- Opening Delimiter -

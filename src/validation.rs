//! Validation System - rules produce diagnostics, the validator scores them
//!
//! `DocumentValidator` runs the rules and builds the reports.
//! `Validator` applies the scoring policy on top of that.

mod elements;
mod reports;
mod rules;

use std::collections::BTreeMap;

use log::{debug, trace, warn};
use serde::{Deserialize, Serialize};

use crate::config::Thresholds;
use crate::diagnostics::{Diagnostic, DiagnosticCode, Severity};
use crate::document::{Document, ElementKind};
use crate::references::ReferenceGraph;

pub use elements::ElementReport;
pub use reports::{
    AccessibilityReport, ComplianceProfile, ComplianceReport, ComplianceViolation,
    PerformanceReport,
};

#[derive(Debug, Clone, Copy, Default, PartialEq, Eq, Serialize, Deserialize)]
#[serde(rename_all = "lowercase")]
pub enum ValidationPreset {
    Strict,
    #[default]
    Standard,
    Minimal,
    Performance,
    Accessibility,
}

impl ValidationPreset {
    pub fn options(self) -> ValidationOptions {
        let (accessibility, performance, compliance, max_elements, max_depth) = match self {
            Self::Strict => (true, true, Some(ComplianceProfile::Svg20), 5000, 15),
            Self::Standard => (true, true, Some(ComplianceProfile::Svg20), 10_000, 20),
            Self::Minimal => (false, false, None, 50_000, 50),
            Self::Performance => (false, true, None, 1000, 10),
            Self::Accessibility => (true, false, Some(ComplianceProfile::Svg20), 50_000, 50),
        };
        ValidationOptions {
            accessibility,
            performance,
            compliance,
            max_elements,
            max_depth,
        }
    }
}

#[derive(Debug, Clone, PartialEq, Eq, Serialize, Deserialize)]
#[serde(rename_all = "camelCase", default)]
pub struct ValidationOptions {
    pub accessibility: bool,
    pub performance: bool,
    /// Profile to check compliance against; `None` skips the report
    pub compliance: Option<ComplianceProfile>,
    pub max_elements: usize,
    pub max_depth: usize,
}

impl Default for ValidationOptions {
    fn default() -> Self {
        ValidationPreset::Standard.options()
    }
}

#[derive(Debug, Clone, Default, PartialEq, Serialize, Deserialize)]
#[serde(rename_all = "camelCase")]
pub struct DocumentStats {
    pub element_count: usize,
    pub max_depth: usize,
    pub kinds: BTreeMap<ElementKind, usize>,
    pub defined_ids: usize,
    pub referenced_ids: usize,
}

#[derive(Debug, Clone, PartialEq, Serialize, Deserialize)]
#[serde(rename_all = "camelCase")]
pub struct ValidationReport {
    pub valid: bool,
    pub errors: Vec<Diagnostic>,
    pub warnings: Vec<Diagnostic>,
    pub suggestions: Vec<String>,
    /// One entry per element, depth-first
    pub per_element: Vec<ElementReport>,
    pub stats: DocumentStats,
    #[serde(default, skip_serializing_if = "Option::is_none")]
    pub compliance: Option<ComplianceReport>,
    #[serde(default, skip_serializing_if = "Option::is_none")]
    pub accessibility: Option<AccessibilityReport>,
    #[serde(default, skip_serializing_if = "Option::is_none")]
    pub performance: Option<PerformanceReport>,
}

impl ValidationReport {
    pub fn has_code(&self, code: DiagnosticCode) -> bool {
        self.errors.iter().chain(&self.warnings).any(|d| d.code == code)
    }

    /// Report for a document no rule could walk
    fn rejected(document: &Document, error: Diagnostic) -> Self {
        Self {
            valid: false,
            suggestions: error.remediation.clone(),
            errors: vec![error],
            warnings: vec![],
            per_element: vec![],
            stats: DocumentStats {
                element_count: document.element_count(),
                max_depth: document.max_depth(),
                ..Default::default()
            },
            compliance: None,
            accessibility: None,
            performance: None,
        }
    }
}

/// Error for a tree nested deeper than `max_traversal_depth`.
///
/// Rules and passes walk the tree recursively, so such a document is
/// rejected before any of them runs.
pub fn traversal_limit_error(document: &Document, thresholds: &Thresholds) -> Option<Diagnostic> {
    let depth = document.max_depth();
    let limit = thresholds.max_traversal_depth;
    (depth > limit).then(|| {
        Diagnostic::error(
            DiagnosticCode::MaxDepthExceeded,
            format!("Groups are nested {depth} levels deep, more than the {limit} levels the engine walks"),
        )
        .with_value(depth)
        .remedy("Flatten nested groups")
    })
}

/// Everything a rule may look at. Computed once per run.
pub struct RuleContext<'a> {
    pub document: &'a Document,
    pub options: &'a ValidationOptions,
    pub thresholds: &'a Thresholds,
    pub graph: &'a ReferenceGraph,
    pub element_count: usize,
    pub max_depth: usize,
}

/// Validation rule trait - produces diagnostics
pub trait DocumentRule: Send + Sync {
    fn name(&self) -> &'static str;
    fn check(&self, context: &RuleContext<'_>) -> Vec<Diagnostic>;
}

/// Runs the document rules in order and assembles the report
pub struct DocumentValidator {
    thresholds: Thresholds,
    rules: Vec<Box<dyn DocumentRule>>,
}

impl DocumentValidator {
    pub fn new(thresholds: Thresholds) -> Self {
        Self {
            thresholds,
            rules: vec![
                Box::new(rules::StructureRule),
                Box::new(rules::ViewBoxRule),
                Box::new(elements::ElementRule),
                Box::new(rules::ReferenceRule),
            ],
        }
    }

    pub fn thresholds(&self) -> &Thresholds {
        &self.thresholds
    }

    pub fn validate(&self, document: &Document, options: &ValidationOptions) -> ValidationReport {
        if let Some(too_deep) = traversal_limit_error(document, &self.thresholds) {
            warn!(limit = self.thresholds.max_traversal_depth; "Document nested too deep, rules skipped");
            return ValidationReport::rejected(document, too_deep);
        }

        let graph = ReferenceGraph::build(document);
        let context = RuleContext {
            document,
            options,
            thresholds: &self.thresholds,
            graph: &graph,
            element_count: document.element_count(),
            max_depth: document.max_depth(),
        };
        debug!(
            elements = context.element_count,
            depth = context.max_depth;
            "Validating document"
        );

        let mut diagnostics = vec![];
        for rule in &self.rules {
            let found = rule.check(&context);
            trace!(rule = rule.name(), found = found.len(); "Rule finished");
            diagnostics.extend(found);
        }

        let per_element = elements::element_reports(document, &diagnostics);

        let mut errors = vec![];
        let mut warnings = vec![];
        let mut suggestions = vec![];
        for diagnostic in diagnostics {
            for remedy in &diagnostic.remediation {
                push_unique(&mut suggestions, remedy.clone());
            }
            match diagnostic.severity {
                Severity::Error => errors.push(diagnostic),
                Severity::Warning => warnings.push(diagnostic),
                Severity::Info => push_unique(&mut suggestions, diagnostic.message),
            }
        }

        let compliance = options
            .compliance
            .map(|profile| reports::compliance_report(profile, &context));
        let accessibility = options
            .accessibility
            .then(|| reports::accessibility_report(&context));
        let performance = options
            .performance
            .then(|| reports::performance_report(&context));

        for report_suggestion in accessibility
            .iter()
            .flat_map(|r| &r.recommendations)
            .chain(performance.iter().flat_map(|r| &r.suggestions))
        {
            push_unique(&mut suggestions, report_suggestion.clone());
        }

        let stats = DocumentStats {
            element_count: context.element_count,
            max_depth: context.max_depth,
            kinds: count_kinds(document),
            defined_ids: graph.defined_ids.len(),
            referenced_ids: graph.referenced_ids.len(),
        };

        ValidationReport {
            valid: errors.is_empty(),
            errors,
            warnings,
            suggestions,
            per_element,
            stats,
            compliance,
            accessibility,
            performance,
        }
    }
}

impl Default for DocumentValidator {
    fn default() -> Self {
        Self::new(Thresholds::default())
    }
}

fn count_kinds(document: &Document) -> BTreeMap<ElementKind, usize> {
    let mut kinds = BTreeMap::new();
    document.walk(&mut |element, _| *kinds.entry(element.kind()).or_insert(0) += 1);
    kinds
}

fn push_unique(list: &mut Vec<String>, item: String) {
    if !list.contains(&item) {
        list.push(item);
    }
}

/// Result of the scoring validator
#[derive(Debug, Clone, PartialEq, Serialize, Deserialize)]
#[serde(rename_all = "camelCase")]
pub struct ScoredValidation {
    pub valid: bool,
    pub score: f64,
    pub total_errors: usize,
    pub total_warnings: usize,
    pub report: ValidationReport,
}

/// Validator orchestrates the document validator and applies the scoring policy
#[derive(Default)]
pub struct Validator {
    documents: DocumentValidator,
}

impl Validator {
    pub fn new(thresholds: Thresholds) -> Self {
        Self {
            documents: DocumentValidator::new(thresholds),
        }
    }

    pub fn validate(&self, document: &Document, options: &ValidationOptions) -> ScoredValidation {
        let report = self.documents.validate(document, options);
        let score = overall_score(&report);
        let total_errors = report.errors.len();
        let total_warnings = report.warnings.len();
        debug!(score, total_errors, total_warnings; "Scored validation");

        ScoredValidation {
            valid: total_errors == 0,
            score,
            total_errors,
            total_warnings,
            report,
        }
    }
}

/// Overall score in [0, 100].
///
/// Element diagnostics cost 10 per error and 2 per warning, document-level
/// diagnostics 15 and 3. Then 20% of the accessibility shortfall and 10% of
/// the performance shortfall are subtracted.
pub fn overall_score(report: &ValidationReport) -> f64 {
    let weigh = |list: &[Diagnostic], element: f64, document: f64| -> f64 {
        list.iter()
            .map(|d| if d.is_element_level() { element } else { document })
            .sum()
    };

    let mut score = 100.0;
    score -= weigh(&report.errors, 10.0, 15.0);
    score -= weigh(&report.warnings, 2.0, 3.0);
    if let Some(accessibility) = &report.accessibility {
        score -= (100.0 - f64::from(accessibility.score)) * 0.2;
    }
    if let Some(performance) = &report.performance {
        score -= (100.0 - f64::from(performance.score)) * 0.1;
    }
    score.clamp(0.0, 100.0)
}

- Closing Delimiter -

*What the exercise asks*:
Each line, starting with the one that holds "score -= weigh(&report.warnings, 2.0, 3.0);" and ending with the last line of the listing, is to be restated exactly.

*Result*:
    score -= weigh(&report.warnings, 2.0, 3.0);
    if let Some(accessibility) = &report.accessibility {
        score -= (100.0 - f64::from(accessibility.score)) * 0.2;
    }
    if let Some(performance) = &report.performance {
        score -= (100.0 - f64::from(performance.score)) * 0.1;
    }
    score.clamp(0.0, 100.0)
}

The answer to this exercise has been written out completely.